2.5. Western blotting

When the rat was sacrificed, the risk area of the LV was frozen by liquid nitrogen and then stored at −80°C. Frozen heart tissues for protein extraction were homogenized in RIPA solution. As previously described, 80 μg extracted protein was used for SDS‐PAGE and immunoblotting. ²⁴ ECL chemiluminescence was performed by an imaging system (molecular imager, ChemiDoc XRS, Bio‐Rad, USA).And the bands density were detected by the same software. All protein levels were standardized to GAPDH. Primary antibodies in the present study were as follows: T‐ERK1/2, ²⁰²Thr/²⁰⁴Tyr‐P‐ERK1/2, NLRP3, GPX1, caspase‐1 and IL‐1β (rabbit monoclonal antibodies, Cell Signaling Technology, USA); GAPDH (mouse anti‐human monoclonal antibody, Millipore, USA); NRG‐1 and NOX4 (rabbit polyclonal antibodies, Abcam, USA) and appropriate horseradish peroxidase(HRP)‐conjugated secondary antibody (ZSGB‐BIO, China).

2.6. Immunohistochemistry

Tissue sections were deparaffinized and then blocked with CAS‐Block (Invitrogen, CA) for 1 h. Incubated the sections with primary antibody (NOX4, 4HNE, CD31; Abcam, USA) for 2h at 37°C followed by incubation with secondary antibody linked with HRP for 1 h at 37°C. Place sections in solution for DAB reaction for 3min. At last, sections were then stained with haematoxylin for 2 min, washed with PBS, and mounted with mounting medium (Abcam, USA). Capillary density was assessed based on the capillary/myocyte nucleus (C/M) values as previously described. ²⁵

2.7. RNA isolation and quantitative real‐time PCR

The total RNA of heart tissues was isolated using Trizol reagent (Invitrogen, USA). And a RT kit (Invitrogen, USA) was used for the production of the first‐strand cDNA. 35 cycles were designated for amplifications in the Mx3000 Multiplex Quantitative PCR System (Stratagene, USA) with SYBR green fluorescence (Molecular Probes, Eugene, USA). Each cycle included heating denaturation for 30 seconds at 94°C, annealing for 30 s at 56°C and extension for 30 seconds at 72°C. Relative quantitation of gene expression normalized to GAPDH of all the samples were quantitated by the comparative CT method as previously described. ²¹ The primers in this experiment were as follows: NOX4, forward TGGCCAACGAAGGGGTTAAA and reverse CACTGAGAAGTTCAGGGCGT; GPX1, forward CAGTCCACCGTGTATGCCTT and reverse GTAAAGAGCGGGTGAGCCTT;

CAT, forward TTTTCACCGACGAGATGGCA and reverse AAGGTGTGTGAGCCATAGCC.

2.8. DHE staining

ROS production in left ventricular myocardium in vitro was determined by dihydroethidium (DHE, Invitrogen Molecular Probes, Eugene, USA) staining. Briefly, transverse cryosections (6μm thick) of frozen hearts were fixed with acetone for 15 minutes and then washed with 0.01%PBS 3 times before the incubation of DHE (5 μM) for 30min at room temperature. DHE fluorescence was assessed by a fluorescence microscopy.

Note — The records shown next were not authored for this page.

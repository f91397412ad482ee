//! Provider types and traits

use crate::coord::TileCoord;
use crate::tile::TileLayer;
use std::fmt;

/// Errors that can occur during provider operations.
#[derive(Debug, Clone, PartialEq)]
pub enum ProviderError {
    /// HTTP request failed
    HttpError(String),
    /// Zoom level not supported by this provider
    UnsupportedZoom(u8),
}

impl fmt::Display for ProviderError {
    fn fmt(&self, f: &mut fmt::Formatter<'_>) -> fmt::Result {
        match self {
            ProviderError::HttpError(msg) => write!(f, "HTTP error: {}", msg),
            ProviderError::UnsupportedZoom(zoom) => {
                write!(f, "Zoom level {} not supported by provider", zoom)
            }
        }
    }
}

impl std::error::Error for ProviderError {}

/// Where one layer's tiles are served from.
///
/// Tiles are requested as `<base_url>/<layer_path>/<zoom>/<x>/<y>.png`.
#[derive(Debug, Clone, PartialEq, Eq)]
pub struct TileEndpoint {
    pub base_url: String,
    pub layer_path: String,
}

impl TileEndpoint {
    pub fn new(base_url: impl Into<String>, layer_path: impl Into<String>) -> Self {
        Self {
            base_url: base_url.into(),
            layer_path: layer_path.into(),
        }
    }

    /// Builds the request URL for a tile.
    ///
    /// # Example
    ///
    /// ```
    /// use terrainlayer::coord::TileCoord;
    /// use terrainlayer::provider::TileEndpoint;
    ///
    /// let endpoint = TileEndpoint::new("https://tiles.example.com/", "terrarium");
    /// let tile = TileCoord::new(100, 200, 14).unwrap();
    /// assert_eq!(
    ///     endpoint.tile_url(&tile),
    ///     "https://tiles.example.com/terrarium/14/100/200.png"
    /// );
    /// ```
    pub fn tile_url(&self, tile: &TileCoord) -> String {
        let base = self.base_url.trim_end_matches('/');
        let layer = self.layer_path.trim_matches('/');
        if layer.is_empty() {
            format!("{}/{}/{}/{}.png", base, tile.zoom, tile.x, tile.y)
        } else {
            format!("{}/{}/{}/{}/{}.png", base, layer, tile.zoom, tile.x, tile.y)
        }
    }
}

/// Endpoints for both terrain layers.
#[derive(Debug, Clone, PartialEq, Eq)]
pub struct TileServers {
    pub elevation: TileEndpoint,
    pub landcover: TileEndpoint,
}

impl TileServers {
    pub fn endpoint(&self, layer: TileLayer) -> &TileEndpoint {
        match layer {
            TileLayer::Elevation => &self.elevation,
            TileLayer::Landcover => &self.landcover,
        }
    }
}

impl Default for TileServers {
    fn default() -> Self {
        Self {
            elevation: TileEndpoint::new(
                crate::config::DEFAULT_ELEVATION_URL,
                crate::config::DEFAULT_ELEVATION_LAYER,
            ),
            landcover: TileEndpoint::new(
                crate::config::DEFAULT_LANDCOVER_URL,
                crate::config::DEFAULT_LANDCOVER_LAYER,
            ),
        }
    }
}

/// Trait for terrain tile sources.
///
/// Implementors return the raw encoded image bytes for one tile of one
/// layer. Decoding and validation happen in the tile store.
pub trait TileProvider: Send + Sync {
    /// Downloads the encoded image for a tile.
    fn download_tile(&self, layer: TileLayer, tile: &TileCoord) -> Result<Vec<u8>, ProviderError>;

    /// Returns the provider's name for logging and identification.
    fn name(&self) -> &str;

    /// Returns the minimum supported zoom level.
    fn min_zoom(&self) -> u8 {
        crate::coord::MIN_ZOOM
    }

    /// Returns the maximum supported zoom level.
    fn max_zoom(&self) -> u8 {
        crate::coord::MAX_ZOOM
    }

    /// Checks if this provider supports the given zoom level.
    fn supports_zoom(&self, zoom: u8) -> bool {
        zoom >= self.min_zoom() && zoom <= self.max_zoom()
    }
}
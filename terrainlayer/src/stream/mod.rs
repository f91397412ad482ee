//! Viewpoint-driven terrain streaming.
//!
//! Two threads share one [`SharedViewport`]:
//!
//! ```text
//!  host frame loop                         terrain-stream thread
//!  ───────────────                         ─────────────────────
//!  on_tick(position)                       loop {
//!    target_tile = tile under position ──▶   target != last_built?
//!    publish_if_ready()                        build (lock released)
//!      ready? skip                             install mosaic, ready = false
//!      snapshot mosaic ◀──────────────────   else park(poll_interval)
//!      renderer calls (lock released)      }
//!      ready = true if still current
//! ```

mod publisher;
mod session;
mod state;
mod worker;

pub use publisher::{compute_placement, Renderer, ViewportPublisher};
pub use session::{origin_of, SessionError, StreamConfig, TerrainSession, DEFAULT_POLL_INTERVAL};
pub use state::{Placement, SharedViewport, ViewportSnapshot, ViewportState, WorldPoint};
pub use worker::{TileStreamWorker, WorkerState};
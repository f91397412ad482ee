//! Hands built mosaics to the renderer on the consumer's own thread.

use crate::coord::{meters_to_tile, CoordError, TileCoord, ORIGIN_SHIFT};
use crate::mosaic::{neighborhood_bounds, HeightmapImage, Mosaic};
use crate::stream::state::{Placement, SharedViewport, WorldPoint};
use image::RgbImage;
use std::sync::Arc;
use tracing::debug;

/// The consumer of finished mosaics, usually a terrain node in a 3-D scene.
///
/// Called only from the thread driving the publisher, never with the
/// viewport lock held.
pub trait Renderer {
    /// Replaces the heightmap.
    fn load_heightmap(&mut self, heightmap: &HeightmapImage);

    /// Replaces the color texture.
    fn load_texture(&mut self, texture: &RgbImage);

    /// Moves and scales the terrain patch.
    fn set_placement(&mut self, placement: &Placement);

    /// Rebuilds geometry after the calls above.
    fn regenerate(&mut self);
}

/// Computes where a mosaic sits relative to the session origin.
///
/// World y mirrors projected y (it grows southwards, like tile rows), so the
/// northern edge of the patch lands at `-max_y`.
pub fn compute_placement(mosaic: &Mosaic, origin: &WorldPoint) -> Placement {
    let bounds = neighborhood_bounds(&mosaic.source_tile);
    let min_x = bounds.min_x - origin.x;
    let min_y = bounds.min_y - origin.y;
    let max_x = bounds.max_x - origin.x;
    let max_y = bounds.max_y - origin.y;

    Placement {
        scale: WorldPoint::new(max_x - min_x, max_y - min_y, mosaic.zscale),
        position: WorldPoint::new(min_x, -max_y, mosaic.z0 - origin.z),
    }
}

/// Tracks the viewpoint and applies new mosaics to a [`Renderer`].
///
/// Driven by the host's frame loop through [`ViewportPublisher::on_tick`].
/// The viewport lock is held only to read or write fields; all renderer
/// work happens after it is released.
pub struct ViewportPublisher<R: Renderer> {
    viewport: SharedViewport,
    renderer: R,
    zoom: u8,
}

impl<R: Renderer> ViewportPublisher<R> {
    pub fn new(viewport: SharedViewport, renderer: R, zoom: u8) -> Self {
        Self {
            viewport,
            renderer,
            zoom,
        }
    }

    pub fn renderer(&self) -> &R {
        &self.renderer
    }

    pub fn renderer_mut(&mut self) -> &mut R {
        &mut self.renderer
    }

    pub fn into_renderer(self) -> R {
        self.renderer
    }

    pub fn zoom(&self) -> u8 {
        self.zoom
    }

    /// Tile under a world-space position.
    ///
    /// Easting wraps across the antimeridian the same way tile neighbors do;
    /// northing past the projection limit is an error.
    pub fn tile_at(&self, position: &WorldPoint) -> Result<TileCoord, CoordError> {
        let origin = self.viewport.lock().origin;
        let mx = (origin.x + position.x + ORIGIN_SHIFT).rem_euclid(2.0 * ORIGIN_SHIFT)
            - ORIGIN_SHIFT;
        let my = origin.y - position.y;
        meters_to_tile(mx, my, self.zoom)
    }

    /// Per-frame hook: retargets the worker, then publishes if a new mosaic
    /// is waiting.
    ///
    /// Returns whether the renderer was updated.
    pub fn on_tick(&mut self, position: &WorldPoint) -> Result<bool, CoordError> {
        let target = self.tile_at(position)?;
        {
            let mut state = self.viewport.lock();
            if state.target_tile != Some(target) {
                debug!(tile = %target, "Viewpoint entered new tile");
                state.target_tile = Some(target);
            }
        }
        Ok(self.publish_if_ready(false))
    }

    /// Applies the current mosaic unless it has been applied already.
    ///
    /// `force` re-applies an already applied mosaic. Returns whether the
    /// renderer was updated.
    pub fn publish_if_ready(&mut self, force: bool) -> bool {
        let (mosaic, origin) = {
            let state = self.viewport.lock();
            if state.ready && !force {
                return false;
            }
            match &state.mosaic {
                Some(mosaic) => (Arc::clone(mosaic), state.origin),
                None => return false,
            }
        };

        let placement = compute_placement(&mosaic, &origin);
        self.renderer.load_heightmap(&mosaic.elevation);
        self.renderer.load_texture(&mosaic.landcover);
        self.renderer.set_placement(&placement);
        self.renderer.regenerate();

        let mut state = self.viewport.lock();
        let still_current = state
            .mosaic
            .as_ref()
            .is_some_and(|current| Arc::ptr_eq(current, &mosaic));
        if still_current && state.origin == origin {
            state.ready = true;
        }
        drop(state);

        debug!(
            tile = %mosaic.source_tile,
            still_current = still_current,
            "Mosaic applied"
        );
        true
    }
}
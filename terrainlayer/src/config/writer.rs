//! INI serialization logic for converting `ConfigFile` → INI string.
//!
//! This module contains the `to_config_string()` function that produces
//! the commented INI representation written to `config.ini`.

use std::path::Path;

use super::settings::ConfigFile;

/// Convert a `ConfigFile` to a commented INI string for saving.
pub(super) fn to_config_string(config: &ConfigFile) -> String {
    format!(
        r#"[terrain]
; Zoom level terrain tiles are streamed at, 1-15 (default: 14)
zoom = {}
; Minimum vertical scale of a mosaic in meters (default: 250)
; Flat areas are stretched over at least this range
min_zscale = {}
; Gaussian blur applied to the heightmap (default: 1.0, 0 disables)
smoothing_sigma = {}

[servers]
; Terrarium-encoded elevation tiles: <elevation_url>/<elevation_layer>/<z>/<x>/<y>.png
elevation_url = {}
elevation_layer = {}
; Landcover color tiles: <landcover_url>/<landcover_layer>/<z>/<x>/<y>.png
landcover_url = {}
landcover_layer = {}

[cache]
; Root directory of the tile cache, one subdirectory per layer
directory = {}

[download]
; Timeout in seconds for HTTP requests (default: 30)
timeout = {}

[stream]
; How often the background worker checks for a new target tile (default: 1000)
poll_interval_ms = {}
; Build the first mosaic before the session starts (default: true)
prime_on_start = {}

[logging]
; Log file, cleared at the start of each session
file = {}
"#,
        config.terrain.zoom,
        config.terrain.min_zscale,
        config.terrain.smoothing_sigma,
        config.servers.elevation_url,
        config.servers.elevation_layer,
        config.servers.landcover_url,
        config.servers.landcover_layer,
        path_to_string(&config.cache.directory),
        config.download.timeout,
        config.stream.poll_interval_ms,
        config.stream.prime_on_start,
        path_to_string(&config.logging.file),
    )
}

/// Render a path with the home directory collapsed to `~`.
fn path_to_string(path: &Path) -> String {
    if let Some(home) = dirs::home_dir() {
        if let Ok(stripped) = path.strip_prefix(&home) {
            return format!("~/{}", stripped.display());
        }
    }
    path.display().to_string()
}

2.9. TUNEL assay and immunofluorescence

The harvested hearts were fixed with 4% paraformaldehyde and embedded in paraffin. Heart sections were mounted on glass slides and then deparaffinized/hydrated for TUNEL staining. TUNEL staining was performed following the manufacturer's protocol in situ cell death detection kit (Roche Applied Science).Sections were also colabelled with primary antibody against cardiac α‐sarcomeric actin antibody (1:50; Bioss) for 1 hour at 37°C in a humidified chamber to determine presence of apoptosis in cardiac myocytes. Sections were washed and incubated with secondary antibody, and the heart sections were counterstained with DAPI to stain all nuclei present in the heart section. Sections were then examined with a confocal microscope.

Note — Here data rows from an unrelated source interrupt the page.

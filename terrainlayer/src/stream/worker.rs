//! Background mosaic builder thread.
//!
//! The worker polls the shared viewport for a target tile that differs from
//! the last one built. Builds run with the lock released; the result is
//! installed under the lock and marked unapplied for the publisher.

use crate::mosaic::MosaicGenerator;
use crate::stream::state::SharedViewport;
use std::fmt;
use std::io;
use std::sync::atomic::{AtomicBool, AtomicU8, Ordering};
use std::sync::Arc;
use std::thread::{self, JoinHandle};
use std::time::{Duration, Instant};
use tracing::{debug, info, warn};

/// Lifecycle of the worker thread.
#[derive(Debug, Clone, Copy, PartialEq, Eq)]
#[repr(u8)]
pub enum WorkerState {
    /// Waiting for a new target
    Idle = 0,
    /// Building a mosaic
    Generating = 1,
    /// Stop requested, thread not yet finished
    Stopping = 2,
    /// Thread has exited
    Stopped = 3,
}

impl WorkerState {
    fn from_u8(value: u8) -> Self {
        match value {
            0 => WorkerState::Idle,
            1 => WorkerState::Generating,
            2 => WorkerState::Stopping,
            _ => WorkerState::Stopped,
        }
    }
}

impl fmt::Display for WorkerState {
    fn fmt(&self, f: &mut fmt::Formatter<'_>) -> fmt::Result {
        let name = match self {
            WorkerState::Idle => "idle",
            WorkerState::Generating => "generating",
            WorkerState::Stopping => "stopping",
            WorkerState::Stopped => "stopped",
        };
        f.write_str(name)
    }
}

/// Owns the builder thread.
///
/// Dropping the worker stops the thread and waits for it to finish, which
/// may take as long as an in-flight build.
pub struct TileStreamWorker {
    /// Handle to the worker thread
    thread_handle: Option<JoinHandle<()>>,
    /// Shutdown signal
    shutdown: Arc<AtomicBool>,
    state: Arc<AtomicU8>,
}

impl TileStreamWorker {
    /// Spawns the worker thread.
    ///
    /// # Arguments
    ///
    /// * `generator` - Builds mosaics for target tiles
    /// * `viewport` - State shared with the publisher
    /// * `poll_interval` - Sleep between checks for a new target
    pub fn start(
        generator: Arc<dyn MosaicGenerator>,
        viewport: SharedViewport,
        poll_interval: Duration,
    ) -> io::Result<Self> {
        let shutdown = Arc::new(AtomicBool::new(false));
        let state = Arc::new(AtomicU8::new(WorkerState::Idle as u8));

        let thread_handle = {
            let shutdown = Arc::clone(&shutdown);
            let state = Arc::clone(&state);
            thread::Builder::new()
                .name("terrain-stream".to_string())
                .spawn(move || {
                    Self::run_loop(generator, viewport, poll_interval, shutdown, &state);
                    state.store(WorkerState::Stopped as u8, Ordering::Release);
                })?
        };

        info!(
            poll_interval_ms = poll_interval.as_millis() as u64,
            "Tile stream worker started"
        );

        Ok(Self {
            thread_handle: Some(thread_handle),
            shutdown,
            state,
        })
    }

    /// The main worker loop.
    fn run_loop(
        generator: Arc<dyn MosaicGenerator>,
        viewport: SharedViewport,
        poll_interval: Duration,
        shutdown: Arc<AtomicBool>,
        state: &AtomicU8,
    ) {
        loop {
            if shutdown.load(Ordering::Acquire) {
                debug!("Tile stream worker received shutdown signal");
                break;
            }

            let pending = viewport.lock().pending_target();
            let Some(target) = pending else {
                thread::park_timeout(poll_interval);
                continue;
            };

            state.store(WorkerState::Generating as u8, Ordering::Release);
            let start = Instant::now();
            let result = generator.build(&target);
            state.store(WorkerState::Idle as u8, Ordering::Release);

            match result {
                Ok(mosaic) => {
                    let z0 = mosaic.z0;
                    let zscale = mosaic.zscale;
                    viewport.lock().install(mosaic);
                    info!(
                        tile = %target,
                        z0 = z0,
                        zscale = zscale,
                        elapsed_ms = start.elapsed().as_millis() as u64,
                        "Mosaic published"
                    );
                    // Check straight away for a target that moved mid-build
                }
                Err(e) => {
                    warn!(tile = %target, error = %e, "Mosaic build failed, will retry");
                    thread::park_timeout(poll_interval);
                }
            }
        }

        debug!("Tile stream worker stopped");
    }

    /// Signal the worker to stop and wake it if it is sleeping.
    ///
    /// Non-blocking and idempotent. An in-flight build finishes first.
    pub fn stop(&self) {
        if self.shutdown.swap(true, Ordering::AcqRel) {
            return;
        }
        if let Some(handle) = &self.thread_handle {
            handle.thread().unpark();
        }
    }

    /// Wait for the worker thread to finish.
    pub fn join(&mut self) {
        if let Some(handle) = self.thread_handle.take() {
            if let Err(e) = handle.join() {
                warn!("Tile stream worker thread panicked: {:?}", e);
            }
        }
        self.state.store(WorkerState::Stopped as u8, Ordering::Release);
    }

    /// Check if the worker thread is still running.
    pub fn is_running(&self) -> bool {
        self.thread_handle
            .as_ref()
            .map(|h| !h.is_finished())
            .unwrap_or(false)
    }

    /// Current lifecycle state.
    pub fn state(&self) -> WorkerState {
        let state = WorkerState::from_u8(self.state.load(Ordering::Acquire));
        if state != WorkerState::Stopped && self.shutdown.load(Ordering::Acquire) {
            WorkerState::Stopping
        } else {
            state
        }
    }
}

impl Drop for TileStreamWorker {
    fn drop(&mut self) {
        self.stop();
        self.join();
    }
}

#[cfg(test)]
mod tests {
    use super::*;
    use crate::coord::TileCoord;
    use crate::mosaic::{HeightmapImage, Mosaic, MosaicError};
    use crate::stream::state::WorldPoint;
    use image::RgbImage;
    use std::sync::atomic::AtomicUsize;
    use std::sync::Mutex;

    /// Generator recording every requested tile.
    struct RecordingGenerator {
        builds: Mutex<Vec<TileCoord>>,
        delay: Duration,
        fail: AtomicBool,
        calls: AtomicUsize,
    }

    impl RecordingGenerator {
        fn new(delay: Duration) -> Arc<Self> {
            Arc::new(Self {
                builds: Mutex::new(Vec::new()),
                delay,
                fail: AtomicBool::new(false),
                calls: AtomicUsize::new(0),
            })
        }

        fn builds(&self) -> Vec<TileCoord> {
            self.builds.lock().unwrap().clone()
        }
    }

    impl MosaicGenerator for RecordingGenerator {
        fn build(&self, center: &TileCoord) -> Result<Mosaic, MosaicError> {
            self.calls.fetch_add(1, Ordering::SeqCst);
            thread::sleep(self.delay);
            if self.fail.load(Ordering::SeqCst) {
                return Err(MosaicError::IncompleteNeighborhood {
                    center: *center,
                    reason: "offline".to_string(),
                    source: None,
                });
            }
            self.builds.lock().unwrap().push(*center);
            Ok(Mosaic {
                elevation: HeightmapImage::new(1, 1),
                landcover: RgbImage::new(1, 1),
                z0: 0.0,
                zscale: 250.0,
                source_tile: *center,
            })
        }
    }

    fn tile(x: u32) -> TileCoord {
        TileCoord::new(x, 100, 14).unwrap()
    }

    fn wait_until(timeout: Duration, mut condition: impl FnMut() -> bool) -> bool {
        let deadline = Instant::now() + timeout;
        while Instant::now() < deadline {
            if condition() {
                return true;
            }
            thread::sleep(Duration::from_millis(5));
        }
        condition()
    }

    #[test]
    fn test_builds_pending_target() {
        let generator = RecordingGenerator::new(Duration::ZERO);
        let viewport = SharedViewport::new(WorldPoint::ZERO);
        viewport.lock().target_tile = Some(tile(100));

        let worker =
            TileStreamWorker::start(generator.clone(), viewport.clone(), Duration::from_millis(10))
                .unwrap();

        assert!(wait_until(Duration::from_secs(2), || viewport
            .lock()
            .mosaic
            .is_some()));
        let state = viewport.lock();
        assert_eq!(state.last_built_tile, Some(tile(100)));
        assert!(!state.ready);
        drop(state);
        drop(worker);

        assert_eq!(generator.builds(), vec![tile(100)]);
    }

    #[test]
    fn test_no_rebuild_for_same_target() {
        let generator = RecordingGenerator::new(Duration::ZERO);
        let viewport = SharedViewport::new(WorldPoint::ZERO);
        viewport.lock().target_tile = Some(tile(5));

        let worker =
            TileStreamWorker::start(generator.clone(), viewport.clone(), Duration::from_millis(5))
                .unwrap();
        assert!(wait_until(Duration::from_secs(2), || !generator
            .builds()
            .is_empty()));
        thread::sleep(Duration::from_millis(50));
        drop(worker);

        assert_eq!(generator.builds().len(), 1);
    }

    #[test]
    fn test_targets_coalesce_during_build() {
        let generator = RecordingGenerator::new(Duration::from_millis(150));
        let viewport = SharedViewport::new(WorldPoint::ZERO);
        viewport.lock().target_tile = Some(tile(1));

        let worker =
            TileStreamWorker::start(generator.clone(), viewport.clone(), Duration::from_millis(5))
                .unwrap();

        assert!(wait_until(Duration::from_secs(2), || worker.state()
            == WorkerState::Generating));
        for x in 2..=5 {
            viewport.lock().target_tile = Some(tile(x));
        }

        assert!(wait_until(Duration::from_secs(3), || viewport
            .lock()
            .last_built_tile
            == Some(tile(5))));
        drop(worker);

        assert_eq!(generator.builds(), vec![tile(1), tile(5)]);
    }

    #[test]
    fn test_failed_build_keeps_previous_mosaic_and_retries() {
        let generator = RecordingGenerator::new(Duration::ZERO);
        let viewport = SharedViewport::new(WorldPoint::ZERO);
        viewport.lock().target_tile = Some(tile(1));

        let worker =
            TileStreamWorker::start(generator.clone(), viewport.clone(), Duration::from_millis(5))
                .unwrap();
        assert!(wait_until(Duration::from_secs(2), || viewport
            .lock()
            .last_built_tile
            == Some(tile(1))));

        generator.fail.store(true, Ordering::SeqCst);
        viewport.lock().target_tile = Some(tile(2));
        let calls_before = generator.calls.load(Ordering::SeqCst);
        assert!(wait_until(Duration::from_secs(2), || generator
            .calls
            .load(Ordering::SeqCst)
            >= calls_before + 2));

        {
            let state = viewport.lock();
            assert_eq!(state.mosaic.as_ref().unwrap().source_tile, tile(1));
            assert_eq!(state.last_built_tile, Some(tile(1)));
        }

        generator.fail.store(false, Ordering::SeqCst);
        assert!(wait_until(Duration::from_secs(2), || viewport
            .lock()
            .last_built_tile
            == Some(tile(2))));
        drop(worker);
    }

    #[test]
    fn test_stop_is_prompt_and_idempotent() {
        let generator = RecordingGenerator::new(Duration::ZERO);
        let viewport = SharedViewport::new(WorldPoint::ZERO);

        // Long poll interval: stop must unpark rather than wait it out
        let mut worker =
            TileStreamWorker::start(generator, viewport, Duration::from_secs(30)).unwrap();
        assert!(worker.is_running());

        let start = Instant::now();
        worker.stop();
        worker.stop();
        assert!(matches!(
            worker.state(),
            WorkerState::Stopping | WorkerState::Stopped
        ));
        worker.join();

        assert!(start.elapsed() < Duration::from_secs(5));
        assert!(!worker.is_running());
        assert_eq!(worker.state(), WorkerState::Stopped);
    }

    #[test]
    fn test_stop_during_build_starts_no_more_builds() {
        let generator = RecordingGenerator::new(Duration::from_millis(60));
        let viewport = SharedViewport::new(WorldPoint::ZERO);
        let poll = Duration::from_millis(20);

        let mut worker =
            TileStreamWorker::start(generator.clone(), viewport.clone(), poll).unwrap();
        viewport.lock().target_tile = Some(tile(1));

        let deadline = Instant::now() + Duration::from_secs(2);
        while generator.calls.load(Ordering::SeqCst) == 0 {
            assert!(Instant::now() < deadline, "build never started");
            thread::sleep(Duration::from_millis(1));
        }
        worker.stop();

        // Keep retargeting for well over one poll interval
        let window_end = Instant::now() + Duration::from_millis(220);
        let mut x = 2;
        while Instant::now() < window_end {
            viewport.lock().target_tile = Some(tile(x));
            x += 1;
            thread::sleep(Duration::from_millis(10));
        }

        assert_eq!(generator.calls.load(Ordering::SeqCst), 1);
        worker.join();
        assert_eq!(generator.calls.load(Ordering::SeqCst), 1);
        assert_eq!(worker.state(), WorkerState::Stopped);
    }
}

2.10. Creatine kinase‐MB detection

At 24 h post‐reperfusion, the blood samples were collected and then centrifuged at 2000rpm for 10 min at 4˚C. CK‐MB (E006‐1‐1) levels in serum were detected according to the manufacturer's protocols (Nanjing Jiancheng Bioengineering Institute). The optical density of the tetrazolium product was determined spectrophotometrically (Molecular Devices, LLC) at a wavelength of 490 nm.

2.11. Echocardiography

At 24 hours post‐reperfusion, echocardiography was performed on rats anesthetized with sodium pentobarbital (25 mg/kg) as described previously ²⁶ (15). Measurements were obtained from short axis M‐mode images and graphically represented as EF% (left ventricular ejection fraction) and FS% (left ventricular fraction shortening).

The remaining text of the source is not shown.